Copy out all the lines in the records that include the word "Deserialize".
-- INPUT RECORDS follows --
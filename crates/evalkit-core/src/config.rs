//! Run configuration.
//!
//! One [`EvalConfig`] is built per run and handed to the pipeline; the core
//! reads no fixed paths or globals of its own.

use std::path::PathBuf;

use serde::{Deserialize, Serialize};
use sha2::{Digest, Sha256};

use crate::domain::task::Task;

pub const DEFAULT_TASKS_DIR: &str = "evals/tasks";
pub const DEFAULT_RESULTS_DIR: &str = "evals/results";
pub const DEFAULT_MODEL: &str = "unknown";
pub const DEFAULT_SETTINGS: &str = "default";

/// Which loaded tasks a run executes.
#[derive(Debug, Clone, Default, PartialEq, Eq, Serialize, Deserialize)]
#[serde(tag = "kind", content = "value", rename_all = "snake_case")]
pub enum TaskFilter {
    #[default]
    All,
    /// Tasks whose `category` equals the suite name.
    Suite(String),
    /// The single task with this exact id.
    Task(String),
}

impl TaskFilter {
    /// Build a filter from the `--task` / `--suite` flags.
    ///
    /// `--task` wins over `--suite`; suite `all` means no filter.
    pub fn from_flags(suite: Option<&str>, task: Option<&str>) -> Self {
        match (task, suite) {
            (Some(id), _) => TaskFilter::Task(id.to_string()),
            (None, Some(name)) if name != "all" => TaskFilter::Suite(name.to_string()),
            _ => TaskFilter::All,
        }
    }

    pub fn matches(&self, task: &Task) -> bool {
        match self {
            TaskFilter::All => true,
            TaskFilter::Suite(name) => task.category == *name,
            TaskFilter::Task(id) => task.id == *id,
        }
    }

    /// Keep the matching tasks, in their original order.
    pub fn select(&self, tasks: Vec<Task>) -> Vec<Task> {
        tasks.into_iter().filter(|t| self.matches(t)).collect()
    }
}

/// Configuration for one evaluation run.
#[derive(Debug, Clone, Serialize, Deserialize)]
pub struct EvalConfig {
    /// Directory holding task definition documents.
    pub tasks_dir: PathBuf,
    /// Directory run outputs are written to.
    pub results_dir: PathBuf,
    pub filter: TaskFilter,
    /// Previously persisted run to compare against.
    pub compare: Option<PathBuf>,
    /// Explicit results path, overriding the dated default.
    pub output: Option<PathBuf>,
    /// Model identifier recorded in the run snapshot.
    pub model: String,
    /// Settings file recorded in the run snapshot.
    pub settings: String,
    pub mcp_servers: Vec<String>,
}

impl EvalConfig {
    pub fn new(tasks_dir: impl Into<PathBuf>, results_dir: impl Into<PathBuf>) -> Self {
        Self {
            tasks_dir: tasks_dir.into(),
            results_dir: results_dir.into(),
            filter: TaskFilter::All,
            compare: None,
            output: None,
            model: DEFAULT_MODEL.to_string(),
            settings: DEFAULT_SETTINGS.to_string(),
            mcp_servers: Vec::new(),
        }
    }

    pub fn with_filter(mut self, filter: TaskFilter) -> Self {
        self.filter = filter;
        self
    }

    pub fn with_compare(mut self, baseline: impl Into<PathBuf>) -> Self {
        self.compare = Some(baseline.into());
        self
    }

    pub fn with_output(mut self, path: impl Into<PathBuf>) -> Self {
        self.output = Some(path.into());
        self
    }

    pub fn with_model(mut self, model: impl Into<String>) -> Self {
        self.model = model.into();
        self
    }

    pub fn with_settings(mut self, settings: impl Into<String>) -> Self {
        self.settings = settings.into();
        self
    }

    pub fn with_mcp_server(mut self, server: impl Into<String>) -> Self {
        self.mcp_servers.push(server.into());
        self
    }

    /// Snapshot recorded in the run output for the given task selection.
    pub fn snapshot(&self, selected: &[Task]) -> ConfigSnapshot {
        let (suite, task) = match &self.filter {
            TaskFilter::All => (None, None),
            TaskFilter::Suite(name) => (Some(name.clone()), None),
            TaskFilter::Task(id) => (None, Some(id.clone())),
        };
        ConfigSnapshot {
            model: self.model.clone(),
            settings: self.settings.clone(),
            mcp_servers: self.mcp_servers.clone(),
            suite,
            task,
            tasks_digest: compute_tasks_digest(selected),
        }
    }
}

impl Default for EvalConfig {
    fn default() -> Self {
        Self::new(DEFAULT_TASKS_DIR, DEFAULT_RESULTS_DIR)
    }
}

/// Configuration as recorded in a persisted run.
#[derive(Debug, Clone, Default, PartialEq, Serialize, Deserialize)]
pub struct ConfigSnapshot {
    #[serde(default)]
    pub model: String,
    #[serde(default)]
    pub settings: String,
    #[serde(default)]
    pub mcp_servers: Vec<String>,
    #[serde(default, skip_serializing_if = "Option::is_none")]
    pub suite: Option<String>,
    #[serde(default, skip_serializing_if = "Option::is_none")]
    pub task: Option<String>,
    /// SHA-256 of the ordered selected task ids.
    #[serde(default)]
    pub tasks_digest: String,
}

/// Deterministic digest of ordered task ids.
fn compute_tasks_digest(tasks: &[Task]) -> String {
    let mut hasher = Sha256::new();
    for task in tasks {
        hasher.update(task.id.as_bytes());
        hasher.update(b"\0");
    }
    hex::encode(hasher.finalize())
}
//! In-process fakes for the execution seams (testing only)
//!
//! Provides `ScriptedExecutor` and `FailingSubject` so scoring and run
//! behaviour can be asserted without spawning processes or calling a real
//! assistant.

use std::collections::{HashMap, HashSet};
use std::sync::Mutex;

use async_trait::async_trait;

use crate::domain::error::{EvalError, Result};
use crate::domain::task::Task;
use crate::exec::{CommandExecutor, ExitOutcome};
use crate::subject::{Subject, SubjectOutput, Usage};

/// Exit code reported for commands the script does not know.
pub const UNKNOWN_COMMAND_EXIT: i32 = 127;

// ---------------------------------------------------------------------------
// ScriptedExecutor
// ---------------------------------------------------------------------------

/// Executor answering from a fixed command → exit code table.
///
/// Every executed command is recorded in call order.
#[derive(Debug, Default)]
pub struct ScriptedExecutor {
    exits: HashMap<String, i32>,
    spawn_errors: HashSet<String>,
    calls: Mutex<Vec<String>>,
}

impl ScriptedExecutor {
    pub fn new() -> Self {
        Self::default()
    }

    pub fn with_exit(mut self, command: impl Into<String>, code: i32) -> Self {
        self.exits.insert(command.into(), code);
        self
    }

    /// Make `command` fail to spawn.
    pub fn with_spawn_error(mut self, command: impl Into<String>) -> Self {
        self.spawn_errors.insert(command.into());
        self
    }

    pub fn calls(&self) -> Vec<String> {
        self.calls.lock().unwrap().clone()
    }
}

#[async_trait]
impl CommandExecutor for ScriptedExecutor {
    async fn execute(&self, command: &str) -> std::io::Result<ExitOutcome> {
        self.calls.lock().unwrap().push(command.to_string());

        if self.spawn_errors.contains(command) {
            return Err(std::io::Error::new(
                std::io::ErrorKind::NotFound,
                format!("cannot spawn `{command}`"),
            ));
        }

        let code = self
            .exits
            .get(command)
            .copied()
            .unwrap_or(UNKNOWN_COMMAND_EXIT);
        Ok(ExitOutcome {
            code: Some(code),
            duration_ms: 0,
        })
    }
}

// ---------------------------------------------------------------------------
// Subjects
// ---------------------------------------------------------------------------

/// Subject whose invocation always fails.
#[derive(Debug, Clone)]
pub struct FailingSubject {
    message: String,
}

impl FailingSubject {
    pub fn new(message: impl Into<String>) -> Self {
        Self {
            message: message.into(),
        }
    }
}

#[async_trait]
impl Subject for FailingSubject {
    fn name(&self) -> &str {
        "failing"
    }

    async fn invoke(&self, _task: &Task) -> Result<SubjectOutput> {
        Err(EvalError::Subject(self.message.clone()))
    }
}

/// Subject returning fixed usage per task id; unknown ids fail.
#[derive(Debug, Clone, Default)]
pub struct ScriptedSubject {
    usage: HashMap<String, Usage>,
}

impl ScriptedSubject {
    pub fn new() -> Self {
        Self::default()
    }

    pub fn with_usage(mut self, task_id: impl Into<String>, usage: Usage) -> Self {
        self.usage.insert(task_id.into(), usage);
        self
    }
}

#[async_trait]
impl Subject for ScriptedSubject {
    fn name(&self) -> &str {
        "scripted"
    }

    async fn invoke(&self, task: &Task) -> Result<SubjectOutput> {
        let usage = self
            .usage
            .get(&task.id)
            .copied()
            .ok_or_else(|| EvalError::Subject(format!("no scripted response for {}", task.id)))?;
        Ok(SubjectOutput {
            output: String::new(),
            usage,
        })
    }
}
-- INPUT RECORDS concluded --
§ **RESULT OF THIS TASK**
use serde::{Deserialize, Serialize};
#[derive(Debug, Clone, Default, PartialEq, Eq, Serialize, Deserialize)]
#[derive(Debug, Clone, Serialize, Deserialize)]
#[derive(Debug, Clone, Default, PartialEq, Serialize, Deserialize)]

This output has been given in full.